> **Work item**
Each entry needs to be reproduced verbatim.

● ● ●

use crossterm::style::Color;

/// Colors for puzzle printouts; `None` prints unstyled
#[derive(Debug, Clone, Default)]
pub struct Theme {
    /// Section header color
    pub header: Option<Color>,
    /// Letter word color
    pub letter: Option<Color>,
    /// Digit color in the solution
    pub digit: Option<Color>,
    /// Operator and `=` color
    pub op: Option<Color>,
    /// Diagnostics text color
    pub info: Option<Color>,
}

impl Theme {
    /// Dark terminal theme
    pub fn dark() -> Self {
        Self {
            header: Some(Color::Rgb { r: 255, g: 210, b: 100 }),
            letter: Some(Color::Rgb { r: 255, g: 255, b: 255 }),
            digit: Some(Color::Rgb { r: 80, g: 180, b: 255 }),
            op: Some(Color::Rgb { r: 130, g: 140, b: 170 }),
            info: Some(Color::Rgb { r: 160, g: 165, b: 185 }),
        }
    }

    /// No colors, for pipes and files
    pub fn plain() -> Self {
        Self::default()
    }
}
use crate::grid::Grid;
use serde::{Deserialize, Serialize};
use std::collections::BTreeMap;

/// The grid as shown to the solver, each digit replaced by its letter
#[derive(Debug, Clone, PartialEq, Eq, Hash, Serialize, Deserialize)]
#[serde(transparent)]
pub struct LetterGrid {
    cells: [[String; 3]; 3],
}

impl LetterGrid {
    pub fn new(cells: [[String; 3]; 3]) -> Self {
        Self { cells }
    }

    pub fn get(&self, row: usize, col: usize) -> &str {
        &self.cells[row][col]
    }

    pub fn rows(&self) -> &[[String; 3]; 3] {
        &self.cells
    }

    /// Distinct letters in first-appearance order (row-major, left to right)
    pub fn letters(&self) -> Vec<char> {
        let mut seen = Vec::new();
        for ch in self.cells.iter().flatten().flat_map(|word| word.chars()) {
            if !seen.contains(&ch) {
                seen.push(ch);
            }
        }
        seen
    }
}

/// Letter to digit solution of a puzzle
#[derive(Debug, Clone, Default, PartialEq, Eq, Hash, Serialize, Deserialize)]
#[serde(transparent)]
pub struct Mapping(BTreeMap<char, u8>);

impl Mapping {
    pub fn new(entries: BTreeMap<char, u8>) -> Self {
        Self(entries)
    }

    pub fn get(&self, letter: char) -> Option<u8> {
        self.0.get(&letter).copied()
    }

    pub fn len(&self) -> usize {
        self.0.len()
    }

    pub fn is_empty(&self) -> bool {
        self.0.is_empty()
    }

    pub fn iter(&self) -> impl Iterator<Item = (char, u8)> + '_ {
        self.0.iter().map(|(&letter, &digit)| (letter, digit))
    }

    /// Value of a word under this mapping; leading zeros are dropped numerically
    pub fn word_value(&self, word: &str) -> Option<u32> {
        word.chars().try_fold(0u32, |acc, letter| {
            let digit = self.get(letter)?;
            acc.checked_mul(10)?.checked_add(u32::from(digit))
        })
    }

    /// Substitute digits back into a letter grid
    pub fn decode(&self, letters: &LetterGrid) -> Option<Grid> {
        let mut cells = [[0u32; 3]; 3];
        for (r, row) in letters.rows().iter().enumerate() {
            for (c, word) in row.iter().enumerate() {
                cells[r][c] = self.word_value(word)?;
            }
        }
        Some(Grid::new(cells))
    }
}

impl std::fmt::Display for Mapping {
    fn fmt(&self, f: &mut std::fmt::Formatter<'_>) -> std::fmt::Result {
        write!(f, "{{")?;
        for (i, (letter, digit)) in self.iter().enumerate() {
            if i > 0 {
                write!(f, ", ")?;
            }
            write!(f, "{}: {}", letter, digit)?;
        }
        write!(f, "}}")
    }
}

/// Encode a grid with a substitution cipher.
///
/// Digits get letters from `a` onward in the order they are first seen,
/// scanning cells row-major and each cell's digits left to right.
pub fn map_letters(grid: &Grid) -> (LetterGrid, Mapping) {
    let mut digit_to_letter: BTreeMap<u8, char> = BTreeMap::new();
    let mut next_letter = b'a';

    let cells = grid.rows().map(|row| {
        row.map(|value| {
            value
                .to_string()
                .bytes()
                .map(|ch| {
                    let digit = ch - b'0';
                    *digit_to_letter.entry(digit).or_insert_with(|| {
                        let letter = char::from(next_letter);
                        next_letter += 1;
                        letter
                    })
                })
                .collect::<String>()
        })
    });

    let mapping = digit_to_letter
        .into_iter()
        .map(|(digit, letter)| (letter, digit))
        .collect();
    (LetterGrid::new(cells), Mapping::new(mapping))
}

#[cfg(test)]
mod tests {
    use super::*;

    fn words(rows: [[&str; 3]; 3]) -> LetterGrid {
        LetterGrid::new(rows.map(|row| row.map(String::from)))
    }

    #[test]
    fn test_first_appearance_order() {
        let grid = Grid::new([[1, 2, 3], [4, 5, 9], [5, 7, 12]]);
        let (letters, mapping) = map_letters(&grid);

        assert_eq!(
            letters,
            words([["a", "b", "c"], ["d", "e", "f"], ["e", "g", "ab"]])
        );
        let expected: Vec<(char, u8)> = vec![
            ('a', 1),
            ('b', 2),
            ('c', 3),
            ('d', 4),
            ('e', 5),
            ('f', 9),
            ('g', 7),
        ];
        assert_eq!(mapping.iter().collect::<Vec<_>>(), expected);
    }

    #[test]
    fn test_round_trip() {
        let grid = Grid::new([[10, 5, 2], [2, 5, 7], [12, 10, 22]]);
        let (letters, mapping) = map_letters(&grid);
        assert_eq!(letters.get(0, 0), "ab");
        assert_eq!(mapping.get('b'), Some(0));
        assert_eq!(mapping.decode(&letters), Some(grid));
    }

    #[test]
    fn test_letters_in_scan_order() {
        let letters = words([["ba", "c", "a"], ["d", "b", "e"], ["f", "g", "h"]]);
        assert_eq!(letters.letters(), vec!['b', 'a', 'c', 'd', 'e', 'f', 'g', 'h']);
    }

    #[test]
    fn test_word_value() {
        let mapping = Mapping::new([('a', 0), ('b', 7)].into_iter().collect());
        assert_eq!(mapping.word_value("ab"), Some(7));
        assert_eq!(mapping.word_value("ba"), Some(70));
        assert_eq!(mapping.word_value("bz"), None);
    }

    #[test]
    fn test_display() {
        let mapping = Mapping::new([('a', 1), ('b', 2)].into_iter().collect());
        assert_eq!(mapping.to_string(), "{a: 1, b: 2}");
        assert_eq!(Mapping::default().to_string(), "{}");
    }
}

● ● ●

> **Task answer**
use crossterm::style::Color;

/// Colors for puzzle printouts; `None` prints unstyled
#[derive(Debug, Clone, Default)]
pub struct Theme {
    /// Section header color
    pub header: Option<Color>,
    /// Letter word color
    pub letter: Option<Color>,
    /// Digit color in the solution
    pub digit: Option<Color>,
    /// Operator and `=` color
    pub op: Option<Color>,
    /// Diagnostics text color
    pub info: Option<Color>,
}

impl Theme {
    /// Dark terminal theme
    pub fn dark() -> Self {
        Self {
            header: Some(Color::Rgb { r: 255, g: 210, b: 100 }),
            letter: Some(Color::Rgb { r: 255, g: 255, b: 255 }),
            digit: Some(Color::Rgb { r: 80, g: 180, b: 255 }),
            op: Some(Color::Rgb { r: 130, g: 140, b: 170 }),
            info: Some(Color::Rgb { r: 160, g: 165, b: 185 }),
        }
    }

    /// No colors, for pipes and files
    pub fn plain() -> Self {
        Self::default()
    }
}
use crate::grid::Grid;
use serde::{Deserialize, Serialize};
use std::collections::BTreeMap;

/// The grid as shown to the solver, each digit replaced by its letter
#[derive(Debug, Clone, PartialEq, Eq, Hash, Serialize, Deserialize)]
#[serde(transparent)]
pub struct LetterGrid {
    cells: [[String; 3]; 3],
}

impl LetterGrid {
    pub fn new(cells: [[String; 3]; 3]) -> Self {
        Self { cells }
    }

    pub fn get(&self, row: usize, col: usize) -> &str {
        &self.cells[row][col]
    }

    pub fn rows(&self) -> &[[String; 3]; 3] {
        &self.cells
    }

    /// Distinct letters in first-appearance order (row-major, left to right)
    pub fn letters(&self) -> Vec<char> {
        let mut seen = Vec::new();
        for ch in self.cells.iter().flatten().flat_map(|word| word.chars()) {
            if !seen.contains(&ch) {
                seen.push(ch);
            }
        }
        seen
    }
}

/// Letter to digit solution of a puzzle
#[derive(Debug, Clone, Default, PartialEq, Eq, Hash, Serialize, Deserialize)]
#[serde(transparent)]
pub struct Mapping(BTreeMap<char, u8>);

impl Mapping {
    pub fn new(entries: BTreeMap<char, u8>) -> Self {
        Self(entries)
    }

    pub fn get(&self, letter: char) -> Option<u8> {
        self.0.get(&letter).copied()
    }

    pub fn len(&self) -> usize {
        self.0.len()
    }

    pub fn is_empty(&self) -> bool {
        self.0.is_empty()
    }

    pub fn iter(&self) -> impl Iterator<Item = (char, u8)> + '_ {
        self.0.iter().map(|(&letter, &digit)| (letter, digit))
    }

    /// Value of a word under this mapping; leading zeros are dropped numerically
    pub fn word_value(&self, word: &str) -> Option<u32> {
        word.chars().try_fold(0u32, |acc, letter| {
            let digit = self.get(letter)?;
            acc.checked_mul(10)?.checked_add(u32::from(digit))
        })
    }

    /// Substitute digits back into a letter grid
    pub fn decode(&self, letters: &LetterGrid) -> Option<Grid> {
        let mut cells = [[0u32; 3]; 3];
        for (r, row) in letters.rows().iter().enumerate() {
            for (c, word) in row.iter().enumerate() {
                cells[r][c] = self.word_value(word)?;
            }
        }
        Some(Grid::new(cells))
    }
}

impl std::fmt::Display for Mapping {
    fn fmt(&self, f: &mut std::fmt::Formatter<'_>) -> std::fmt::Result {
        write!(f, "{{")?;
        for (i, (letter, digit)) in self.iter().enumerate() {
            if i > 0 {
                write!(f, ", ")?;
            }
            write!(f, "{}: {}", letter, digit)?;
        }
        write!(f, "}}")
    }
}

/// Encode a grid with a substitution cipher.
///
/// Digits get letters from `a` onward in the order they are first seen,
/// scanning cells row-major and each cell's digits left to right.
pub fn map_letters(grid: &Grid) -> (LetterGrid, Mapping) {
    let mut digit_to_letter: BTreeMap<u8, char> = BTreeMap::new();
    let mut next_letter = b'a';

    let cells = grid.rows().map(|row| {
        row.map(|value| {
            value
                .to_string()
                .bytes()
                .map(|ch| {
                    let digit = ch - b'0';
                    *digit_to_letter.entry(digit).or_insert_with(|| {
                        let letter = char::from(next_letter);
                        next_letter += 1;
                        letter
                    })
                })
                .collect::<String>()
        })
    });

    let mapping = digit_to_letter
        .into_iter()
        .map(|(digit, letter)| (letter, digit))
        .collect();
    (LetterGrid::new(cells), Mapping::new(mapping))
}

#[cfg(test)]
mod tests {
    use super::*;

    fn words(rows: [[&str; 3]; 3]) -> LetterGrid {
        LetterGrid::new(rows.map(|row| row.map(String::from)))
    }

    #[test]
    fn test_first_appearance_order() {
        let grid = Grid::new([[1, 2, 3], [4, 5, 9], [5, 7, 12]]);
        let (letters, mapping) = map_letters(&grid);

        assert_eq!(
            letters,
            words([["a", "b", "c"], ["d", "e", "f"], ["e", "g", "ab"]])
        );
        let expected: Vec<(char, u8)> = vec![
            ('a', 1),
            ('b', 2),
            ('c', 3),
            ('d', 4),
            ('e', 5),
            ('f', 9),
            ('g', 7),
        ];
        assert_eq!(mapping.iter().collect::<Vec<_>>(), expected);
    }

    #[test]
    fn test_round_trip() {
        let grid = Grid::new([[10, 5, 2], [2, 5, 7], [12, 10, 22]]);
        let (letters, mapping) = map_letters(&grid);
        assert_eq!(letters.get(0, 0), "ab");
        assert_eq!(mapping.get('b'), Some(0));
        assert_eq!(mapping.decode(&letters), Some(grid));
    }

    #[test]
    fn test_letters_in_scan_order() {
        let letters = words([["ba", "c", "a"], ["d", "b", "e"], ["f", "g", "h"]]);
        assert_eq!(letters.letters(), vec!['b', 'a', 'c', 'd', 'e', 'f', 'g', 'h']);
    }

    #[test]
    fn test_word_value() {
        let mapping = Mapping::new([('a', 0), ('b', 7)].into_iter().collect());
        assert_eq!(mapping.word_value("ab"), Some(7));
        assert_eq!(mapping.word_value("ba"), Some(70));
        assert_eq!(mapping.word_value("bz"), None);
    }

    #[test]
    fn test_display() {
        let mapping = Mapping::new([('a', 1), ('b', 2)].into_iter().collect());
        assert_eq!(mapping.to_string(), "{a: 1, b: 2}");
        assert_eq!(Mapping::default().to_string(), "{}");
    }
}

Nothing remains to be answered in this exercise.